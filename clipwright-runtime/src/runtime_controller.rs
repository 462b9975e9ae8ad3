use std::sync::Arc;

use clipwright_core::config::AppConfig;
use clipwright_engine::controller::{ControllerConfig, SessionController};
use clipwright_engine::traits::{InputDriver, NotificationSink, ResponseProvider};

use crate::llm::ChatResponseProvider;
use crate::secrets::resolve_api_key;

/// Build a runnable session from config + platform collaborators.
///
/// A missing API key is not fatal here: the session still collects, and the
/// request fails with a clear reason when the batch is sent.
pub fn build_controller_from_config(
    cfg: &AppConfig,
    driver: Arc<dyn InputDriver>,
    notifier: Arc<dyn NotificationSink>,
) -> anyhow::Result<SessionController> {
    let api_key = resolve_api_key();
    if api_key.is_none() {
        log::warn!("no API key found; responses will fail until one is configured");
    }
    build_controller_with_key(cfg, api_key.unwrap_or_default(), driver, notifier)
}

pub fn build_controller_with_key(
    cfg: &AppConfig,
    api_key: String,
    driver: Arc<dyn InputDriver>,
    notifier: Arc<dyn NotificationSink>,
) -> anyhow::Result<SessionController> {
    let provider: Arc<dyn ResponseProvider> =
        Arc::new(ChatResponseProvider::new(&cfg.provider, api_key)?);
    log::info!(
        "session configured: {} at {}",
        cfg.provider.model,
        cfg.provider.base_url
    );
    Ok(SessionController::new(
        ControllerConfig::from(cfg),
        driver,
        provider,
        notifier,
    ))
}
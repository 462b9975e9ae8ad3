use std::sync::atomic::{AtomicBool, AtomicU64, Ordering};
use std::sync::{Arc, Mutex};
use std::time::Duration;

use clipwright_core::config::TimingSettings;
use clipwright_core::text::preview_text;
use tokio::task::JoinHandle;

use crate::buffer::{AppendOutcome, BufferStore};
use crate::sync::lock;
use crate::traits::{InputDriver, on_driver};

#[derive(Debug, Clone, Copy, PartialEq, Eq)]
enum Tick {
    Unchanged,
    Appended(usize),
    Skipped,
    ReadFailed,
}

struct PollState {
    driver: Arc<dyn InputDriver>,
    buffer: Arc<BufferStore>,
    // Trimmed; compared against trimmed reads.
    last_observed: Option<String>,
}

impl PollState {
    async fn tick(&mut self) -> Tick {
        let raw = match on_driver(&self.driver, |d| d.read_clipboard()).await {
            Ok(raw) => raw,
            Err(e) => {
                log::debug!("clipboard read failed, backing off: {e}");
                return Tick::ReadFailed;
            }
        };

        let current = raw.trim();
        if current.is_empty() || self.last_observed.as_deref() == Some(current) {
            return Tick::Unchanged;
        }
        self.last_observed = Some(current.to_string());

        match self.buffer.append(current) {
            AppendOutcome::Appended(n) => {
                log::info!("auto-detected copy, added item {n}: {}", preview_text(current, 50));
                Tick::Appended(n)
            }
            AppendOutcome::Duplicate | AppendOutcome::Empty => Tick::Skipped,
        }
    }
}

/// Polls the clipboard while enabled and appends new content to the buffer.
pub struct ClipboardMonitor {
    driver: Arc<dyn InputDriver>,
    buffer: Arc<BufferStore>,
    poll: Duration,
    backoff: Duration,
    enabled: Arc<AtomicBool>,
    // Bumped on every enable/disable so a loop from an older enable exits
    // even if the flag was flipped back on before it noticed.
    generation: Arc<AtomicU64>,
    task: Mutex<Option<JoinHandle<()>>>,
}

impl ClipboardMonitor {
    pub fn new(
        driver: Arc<dyn InputDriver>,
        buffer: Arc<BufferStore>,
        timing: &TimingSettings,
    ) -> Self {
        Self {
            driver,
            buffer,
            poll: timing.clipboard_poll(),
            backoff: timing.clipboard_backoff(),
            enabled: Arc::new(AtomicBool::new(false)),
            generation: Arc::new(AtomicU64::new(0)),
            task: Mutex::new(None),
        }
    }

    pub fn is_enabled(&self) -> bool {
        self.enabled.load(Ordering::SeqCst)
    }

    /// Starts a fresh polling loop.
    ///
    /// Whatever is on the clipboard right now counts as already observed.
    pub async fn enable(&self) {
        let generation = self.generation.fetch_add(1, Ordering::SeqCst) + 1;
        self.enabled.store(true, Ordering::SeqCst);

        let seed = on_driver(&self.driver, |d| d.read_clipboard())
            .await
            .ok()
            .map(|s| s.trim().to_string())
            .filter(|s| !s.is_empty());

        let mut state = PollState {
            driver: self.driver.clone(),
            buffer: self.buffer.clone(),
            last_observed: seed,
        };
        let enabled = self.enabled.clone();
        let current = self.generation.clone();
        let (poll, backoff) = (self.poll, self.backoff);

        let handle = tokio::spawn(async move {
            loop {
                if !enabled.load(Ordering::SeqCst) || current.load(Ordering::SeqCst) != generation {
                    break;
                }
                let delay = match state.tick().await {
                    Tick::ReadFailed => backoff,
                    _ => poll,
                };
                tokio::time::sleep(delay).await;
            }
            log::debug!("clipboard monitor loop {generation} exited");
        });

        if let Some(old) = lock(&self.task).replace(handle) {
            old.abort();
        }
        log::info!("clipboard monitor enabled");
    }

    pub fn disable(&self) {
        let was_enabled = self.enabled.swap(false, Ordering::SeqCst);
        self.generation.fetch_add(1, Ordering::SeqCst);
        if let Some(task) = lock(&self.task).take() {
            task.abort();
        }
        if was_enabled {
            log::info!("clipboard monitor disabled");
        }
    }
}

impl Drop for ClipboardMonitor {
    fn drop(&mut self) {
        self.disable();
    }
}
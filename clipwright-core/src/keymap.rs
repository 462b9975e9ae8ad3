// Raw key name -> text edit translation for manual capture.
//
// Key names follow the lowercase naming used by OS keyboard hooks:
// single characters for printable keys, words for the rest ("space", "enter").

#[derive(Debug, Clone, Copy, PartialEq, Eq)]
pub enum KeyAction {
    Insert(char),
    Backspace,
    Ignore,
}

const SHIFTED_DIGITS: [(char, char); 10] = [
    ('1', '!'),
    ('2', '@'),
    ('3', '#'),
    ('4', '$'),
    ('5', '%'),
    ('6', '^'),
    ('7', '&'),
    ('8', '*'),
    ('9', '('),
    ('0', ')'),
];

const SHIFTED_PUNCT: [(char, char); 11] = [
    ('-', '_'),
    ('=', '+'),
    ('[', '{'),
    (']', '}'),
    ('\\', '|'),
    (';', ':'),
    ('\'', '"'),
    (',', '<'),
    ('.', '>'),
    ('/', '?'),
    ('`', '~'),
];

fn shifted(table: &[(char, char)], c: char) -> Option<char> {
    table.iter().find(|(k, _)| *k == c).map(|(_, v)| *v)
}

pub fn translate_key(name: &str, shift: bool) -> KeyAction {
    match name {
        "space" => return KeyAction::Insert(' '),
        "enter" | "return" => return KeyAction::Insert('\n'),
        "tab" => return KeyAction::Insert('\t'),
        "backspace" => return KeyAction::Backspace,
        _ => {}
    }

    let mut chars = name.chars();
    let (Some(c), None) = (chars.next(), chars.next()) else {
        return KeyAction::Ignore;
    };

    if c.is_ascii_alphabetic() {
        let c = if shift {
            c.to_ascii_uppercase()
        } else {
            c.to_ascii_lowercase()
        };
        return KeyAction::Insert(c);
    }

    if c.is_ascii_digit() {
        let c = if shift {
            shifted(&SHIFTED_DIGITS, c).unwrap_or(c)
        } else {
            c
        };
        return KeyAction::Insert(c);
    }

    if SHIFTED_PUNCT.iter().any(|(k, _)| *k == c) {
        let c = if shift {
            shifted(&SHIFTED_PUNCT, c).unwrap_or(c)
        } else {
            c
        };
        return KeyAction::Insert(c);
    }

    KeyAction::Ignore
}

#[cfg(test)]
mod tests {
    use super::*;

    #[test]
    fn letters_follow_shift() {
        assert_eq!(translate_key("a", false), KeyAction::Insert('a'));
        assert_eq!(translate_key("a", true), KeyAction::Insert('A'));
        assert_eq!(translate_key("Q", false), KeyAction::Insert('q'));
    }

    #[test]
    fn digits_and_punctuation_use_shift_table() {
        assert_eq!(translate_key("1", true), KeyAction::Insert('!'));
        assert_eq!(translate_key("0", true), KeyAction::Insert(')'));
        assert_eq!(translate_key("7", false), KeyAction::Insert('7'));
        assert_eq!(translate_key("/", true), KeyAction::Insert('?'));
        assert_eq!(translate_key("'", true), KeyAction::Insert('"'));
        assert_eq!(translate_key("`", true), KeyAction::Insert('~'));
        assert_eq!(translate_key(";", false), KeyAction::Insert(';'));
    }

    #[test]
    fn control_keys() {
        assert_eq!(translate_key("space", false), KeyAction::Insert(' '));
        assert_eq!(translate_key("enter", true), KeyAction::Insert('\n'));
        assert_eq!(translate_key("tab", false), KeyAction::Insert('\t'));
        assert_eq!(translate_key("backspace", false), KeyAction::Backspace);
        assert_eq!(translate_key("shift", true), KeyAction::Ignore);
        assert_eq!(translate_key("f5", false), KeyAction::Ignore);
    }
}
// In-crate doubles for unit tests. Integration tests use clipwright-platform's
// MemoryDriver instead.

use std::collections::{HashMap, HashSet};
use std::sync::Mutex;
use std::sync::atomic::{AtomicBool, AtomicU64, Ordering};

use crate::traits::{HookDecision, HookHandle, InputDriver, KeyHookCallback, Modifier, RawKeyEvent};

#[derive(Default)]
pub(crate) struct FakeDriver {
    pub clipboard: Mutex<String>,
    pub fail_reads: AtomicBool,
    pub reads: AtomicU64,
    pub typed: Mutex<String>,
    pub fail_typing: AtomicBool,
    modifiers: Mutex<HashSet<Modifier>>,
    hooks: Mutex<HashMap<u64, KeyHookCallback>>,
    next_hook: AtomicU64,
}

impl FakeDriver {
    pub fn set_clipboard(&self, text: &str) {
        *self.clipboard.lock().unwrap() = text.to_string();
    }

    pub fn typed(&self) -> String {
        self.typed.lock().unwrap().clone()
    }

    pub fn set_modifier(&self, modifier: Modifier, pressed: bool) {
        let mut m = self.modifiers.lock().unwrap();
        if pressed {
            m.insert(modifier);
        } else {
            m.remove(&modifier);
        }
    }

    pub fn hook_count(&self) -> usize {
        self.hooks.lock().unwrap().len()
    }

    pub fn press(&self, name: &str) -> Vec<HookDecision> {
        let hooks: Vec<KeyHookCallback> = self.hooks.lock().unwrap().values().cloned().collect();
        let ev = RawKeyEvent::down(name);
        hooks.iter().map(|cb| cb(&ev)).collect()
    }

    pub fn release(&self, name: &str) -> Vec<HookDecision> {
        let hooks: Vec<KeyHookCallback> = self.hooks.lock().unwrap().values().cloned().collect();
        let ev = RawKeyEvent::up(name);
        hooks.iter().map(|cb| cb(&ev)).collect()
    }
}

impl InputDriver for FakeDriver {
    fn read_clipboard(&self) -> anyhow::Result<String> {
        self.reads.fetch_add(1, Ordering::SeqCst);
        if self.fail_reads.load(Ordering::SeqCst) {
            anyhow::bail!("clipboard busy");
        }
        Ok(self.clipboard.lock().unwrap().clone())
    }

    fn write_clipboard(&self, text: &str) -> anyhow::Result<()> {
        self.set_clipboard(text);
        Ok(())
    }

    fn simulate_paste(&self) -> anyhow::Result<()> {
        let text = self.clipboard.lock().unwrap().clone();
        self.typed.lock().unwrap().push_str(&text);
        Ok(())
    }

    fn type_character(&self, ch: char) -> anyhow::Result<()> {
        if self.fail_typing.load(Ordering::SeqCst) {
            anyhow::bail!("keystroke rejected");
        }
        self.typed.lock().unwrap().push(ch);
        Ok(())
    }

    fn is_modifier_pressed(&self, modifier: Modifier) -> bool {
        self.modifiers.lock().unwrap().contains(&modifier)
    }

    fn register_key_hook(&self, callback: KeyHookCallback) -> anyhow::Result<HookHandle> {
        let id = self.next_hook.fetch_add(1, Ordering::SeqCst);
        self.hooks.lock().unwrap().insert(id, callback);
        Ok(HookHandle(id))
    }

    fn unregister_key_hook(&self, handle: HookHandle) {
        self.hooks.lock().unwrap().remove(&handle.0);
    }
}
use std::sync::Mutex;

use clipwright_core::types::BufferItem;

use crate::sync::lock;

#[derive(Debug, Clone, PartialEq, Eq)]
pub enum AppendOutcome {
    /// Stored; carries the new length.
    Appended(usize),
    Empty,
    /// Equal to the item directly before it.
    Duplicate,
}

/// Ordered collection of collected items with adjacent-duplicate suppression.
#[derive(Debug, Default)]
pub struct BufferStore {
    items: Mutex<Vec<BufferItem>>,
}

impl BufferStore {
    pub fn new() -> Self {
        Self::default()
    }

    /// Trims `raw` and appends it unless it is blank or repeats the last item.
    ///
    /// The compare and the push happen under one lock so two concurrent
    /// writers cannot both pass the duplicate check.
    pub fn append(&self, raw: &str) -> AppendOutcome {
        let Some(item) = BufferItem::new(raw) else {
            return AppendOutcome::Empty;
        };

        let mut items = lock(&self.items);
        if items.last() == Some(&item) {
            return AppendOutcome::Duplicate;
        }
        items.push(item);
        AppendOutcome::Appended(items.len())
    }

    pub fn clear(&self) {
        lock(&self.items).clear();
    }

    pub fn snapshot(&self) -> Vec<BufferItem> {
        lock(&self.items).clone()
    }

    pub fn len(&self) -> usize {
        lock(&self.items).len()
    }

    pub fn is_empty(&self) -> bool {
        lock(&self.items).is_empty()
    }
}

---

EXERCISE DESCRIPTION:
Extract all lines from the data in which "traits" is found.

OUTPUT OF THE EXERCISE:
use clipwright_engine::traits::{InputDriver, NotificationSink, ResponseProvider};
use crate::traits::{InputDriver, on_driver};
use crate::traits::{HookDecision, HookHandle, InputDriver, KeyHookCallback, Modifier, RawKeyEvent};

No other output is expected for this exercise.